大学生とつくる キャリア教育 「高校生記者」:髙橋 伸明先生にインタビュー(1/全3回)
国語の視点
――「高校生記者」について教えてください。
本校では、二年生の「総合的な学習の時間」(東京都独自設定科目「人間と社会」)でキャリア教育を行っています。学年全体を八グループに分け、それぞれ担当教員がついて、将来、社会で必要とされるコミュニケーション能力やプレゼンテーション能力を育む三か月間のプログラムに取り組みます。そのうちのグループの一つとして、私がデザインしているのが「高校生記者」です。高校二年生が「記者」となって、大学や企業に行き、インタビューします。その取り組みを通して、ロールモデルの発見や自らのキャリアについて考える契機とするのがねらいです。
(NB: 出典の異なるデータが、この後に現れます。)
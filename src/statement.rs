use std::ffi::c_int;
use std::fmt;
use std::rc::Rc;

use rusqlite::ffi;

use crate::error::{EngineError, Error, Result, UsageError};
use crate::raw::{RawConnection, RawStatement};
use crate::row::FromColumn;
use crate::rows::Rows;
use crate::types::Value;

/// Position of a statement's cursor in the engine's step protocol.
///
/// ```text
/// Ready --step--> Row --step--> Row | Done
///   any --step (unexpected code)--> Error
/// ```
/// `Done` and `Error` are terminal until the statement is reset. Leaving
/// `Error` requires an explicit [`Statement::reset`].
#[derive(Debug, Clone, Copy, PartialEq, Eq, Hash)]
pub enum CursorState {
    /// Not stepped since preparation or the last reset.
    Ready,
    /// Positioned on a row; column data is readable.
    Row,
    /// Exhausted.
    Done,
    /// The last step failed.
    Error,
}

/// A compiled SQL statement owned by this handle and finalized on drop.
///
/// The statement keeps its connection alive through a shared reference. If the
/// [`Database`](crate::Database) is closed first, every later call reports
/// [`UsageError::ConnectionClosed`].
///
/// Neither `Send` nor `Sync`: a statement must stay on the thread that
/// prepared it.
pub struct Statement {
    // Declared before `conn`: the statement must be finalized first.
    pub(crate) raw: RawStatement,
    pub(crate) conn: Rc<RawConnection>,
    state: CursorState,
}

impl Statement {
    pub(crate) fn new(conn: Rc<RawConnection>, raw: RawStatement) -> Self {
        Self {
            raw,
            conn,
            state: CursorState::Ready,
        }
    }

    #[must_use]
    pub fn state(&self) -> CursorState {
        self.state
    }

    /// The SQL text the statement was compiled from.
    #[must_use]
    pub fn sql(&self) -> Option<String> {
        self.raw.sql()
    }

    /// True if the statement makes no direct changes to the database.
    #[must_use]
    pub fn is_read_only(&self) -> bool {
        self.raw.is_read_only()
    }

    /// Number of columns in the statement's result rows.
    ///
    /// # Errors
    /// Returns `UsageError::ConnectionClosed` if the owning database was closed.
    pub fn column_count(&self) -> Result<usize> {
        self.ensure_open()?;
        Ok(usize::try_from(self.raw.column_count()).unwrap_or_default())
    }

    /// Name of the result column at `index`.
    ///
    /// # Errors
    /// Returns `UsageError::ColumnOutOfRange` for an index past the last column.
    pub fn column_name(&self, index: usize) -> Result<String> {
        let col = self.check_column(index)?;
        // The engine only returns NULL here when it cannot allocate the name.
        self.raw
            .column_name(col)
            .ok_or_else(|| EngineError::from_code(ffi::SQLITE_NOMEM).into())
    }

    /// Names of all result columns, in order.
    ///
    /// # Errors
    /// Returns `UsageError::ConnectionClosed` if the owning database was closed.
    pub fn column_names(&self) -> Result<Vec<String>> {
        (0..self.column_count()?)
            .map(|index| self.column_name(index))
            .collect()
    }

    /// Run the statement to completion, ignoring any result rows, using the
    /// bindings currently in place.
    ///
    /// Returns the number of rows changed, or 0 for statements that change none
    /// (queries, DDL, PRAGMA).
    ///
    /// # Errors
    /// Returns the engine error if a step fails (the statement then needs
    /// [`reset`](Self::reset)), or `UsageError::StatementFailed` if it already
    /// was in that state.
    pub fn execute(&mut self) -> Result<u64> {
        self.rewind()?;
        // changes() keeps the last DML count across DDL and PRAGMA statements.
        let before = self.conn.total_changes()?;
        while self.step()? == CursorState::Row {}
        if self.raw.is_read_only() || self.conn.total_changes()? == before {
            Ok(0)
        } else {
            self.conn.changes()
        }
    }

    /// Replace the bindings with `params`, then [`execute`](Self::execute).
    ///
    /// # Errors
    /// Returns binding or execution errors.
    pub fn execute_with(&mut self, params: &[Value]) -> Result<u64> {
        self.bind_all(params)?;
        self.execute()
    }

    /// Start a fresh traversal of the result rows.
    ///
    /// Any unread rows from a previous traversal are discarded first. The
    /// returned [`Rows`] borrows the statement mutably, so only one cursor can
    /// be live per statement.
    ///
    /// # Errors
    /// Returns `UsageError::StatementFailed` if the last step failed and the
    /// statement has not been reset.
    pub fn cursor(&mut self) -> Result<Rows<'_>> {
        self.rewind()?;
        Ok(Rows::new(self))
    }

    /// Replace the bindings with `params`, then start a [`cursor`](Self::cursor).
    ///
    /// # Errors
    /// Returns binding errors or those of [`cursor`](Self::cursor).
    pub fn cursor_with(&mut self, params: &[Value]) -> Result<Rows<'_>> {
        self.bind_all(params)?;
        self.cursor()
    }

    /// First column of the first result row.
    ///
    /// # Errors
    /// Returns `Error::NoRows` when the query yields nothing, or conversion and
    /// engine errors.
    pub fn scalar<T: FromColumn>(&mut self) -> Result<T> {
        let mut rows = self.cursor()?;
        match rows.next()? {
            Some(row) => row.get(0),
            None => Err(Error::NoRows),
        }
    }

    /// Replace the bindings with `params`, then read a [`scalar`](Self::scalar).
    ///
    /// # Errors
    /// Returns binding errors or those of [`scalar`](Self::scalar).
    pub fn scalar_with<T: FromColumn>(&mut self, params: &[Value]) -> Result<T> {
        self.bind_all(params)?;
        self.scalar()
    }

    /// Rewind the cursor to `Ready`, clearing a failed state. Bindings are kept.
    ///
    /// # Errors
    /// Returns `UsageError::ConnectionClosed` if the owning database was closed,
    /// or an engine error if the reset itself fails.
    pub fn reset(&mut self) -> Result<()> {
        self.ensure_open()?;
        let failed = self.state == CursorState::Error;
        let rc = self.raw.reset();
        self.state = CursorState::Ready;
        // After a failed step the reset echoes that step's code; it was already reported.
        if failed || rc == ffi::SQLITE_OK {
            Ok(())
        } else {
            Err(self.conn.error(rc))
        }
    }

    /// Advance the cursor by one step.
    pub(crate) fn step(&mut self) -> Result<CursorState> {
        self.ensure_open()?;
        match self.state {
            CursorState::Error => return Err(UsageError::StatementFailed.into()),
            // The engine would silently restart a finished statement.
            CursorState::Done => return Ok(CursorState::Done),
            CursorState::Ready | CursorState::Row => {}
        }

        match self.raw.step() {
            ffi::SQLITE_ROW => self.state = CursorState::Row,
            ffi::SQLITE_DONE => {
                tracing::trace!("statement cursor exhausted");
                self.state = CursorState::Done;
            }
            code => {
                self.state = CursorState::Error;
                let err = self.conn.error(code);
                tracing::debug!(code, error = %err, "statement step failed");
                return Err(err);
            }
        }
        Ok(self.state)
    }

    /// Reset-before-use: bring a stepped statement back to `Ready`. A failed
    /// statement is left alone and reported.
    pub(crate) fn rewind(&mut self) -> Result<()> {
        self.ensure_open()?;
        match self.state {
            CursorState::Ready => Ok(()),
            CursorState::Error => Err(UsageError::StatementFailed.into()),
            CursorState::Row | CursorState::Done => {
                let rc = self.raw.reset();
                self.state = CursorState::Ready;
                self.check(rc)
            }
        }
    }

    /// Called when a cursor goes away: park the statement back at `Ready`.
    pub(crate) fn release_cursor(&mut self) {
        if !self.conn.is_open() {
            return;
        }
        if matches!(self.state, CursorState::Row | CursorState::Done) {
            let rc = self.raw.reset();
            if rc != ffi::SQLITE_OK {
                tracing::warn!(code = rc, "statement reset failed while releasing cursor");
            }
            self.state = CursorState::Ready;
        }
    }

    pub(crate) fn ensure_open(&self) -> Result<()> {
        self.conn.handle().map(|_| ())
    }

    pub(crate) fn check(&self, rc: c_int) -> Result<()> {
        if rc == ffi::SQLITE_OK {
            Ok(())
        } else {
            Err(self.conn.error(rc))
        }
    }

    /// Validate a 0-based column index and convert it for the C API.
    pub(crate) fn check_column(&self, index: usize) -> Result<c_int> {
        let count = self.column_count()?;
        if index >= count {
            return Err(UsageError::ColumnOutOfRange { index, count }.into());
        }
        Ok(c_int::try_from(index).unwrap_or(c_int::MAX))
    }
}

impl fmt::Debug for Statement {
    fn fmt(&self, f: &mut fmt::Formatter<'_>) -> fmt::Result {
        f.debug_struct("Statement")
            .field("sql", &self.raw.sql())
            .field("state", &self.state)
            .finish_non_exhaustive()
    }
}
内容としては、まず五人一グループに分け、チームビルディングをします。そのグループごとで話し合い、訪問する大学について調べ、インタビュー内容を決めます。そして実際に大学を訪問し、現役の大学生に話を聞きます。企業についても同様に、まず訪問したい企業を話し合って決め、自分たちでアポイントメントを取り、訪問してインタビューを行います。訪問企業は、こちらが用意したものではなく、生徒らに委ねています。その結果、「消防士になりたい」というグループのメンバーの一人の進路であったり、「普段テレビを観ていて、その裏側を知りたい」などの興味・関心から、キャリアを考えるきっかけになりそうなものが決まっていきます。インタビューの結果は、最終的にパワーポイント資料にまとめ、学年全体での発表会で活動の成果を共有します。
取材先で「何を聞いてくるか」は、最終発表で「何を伝えたいか」につながります。この経験や思考を言語化する過程は国語科としても、とても大切にしていることです。国語の授業においては、文章を通して多様な表現や考え方、価値観に触れる中で、常に「自分事として考え、言語化する」ことを念頭に指導しています。「高校生記者」においてもそれは変わらず、この活動を通して、「考え、伝える」習慣が身につくことも、国語科教員としての願いであり、ねらいです。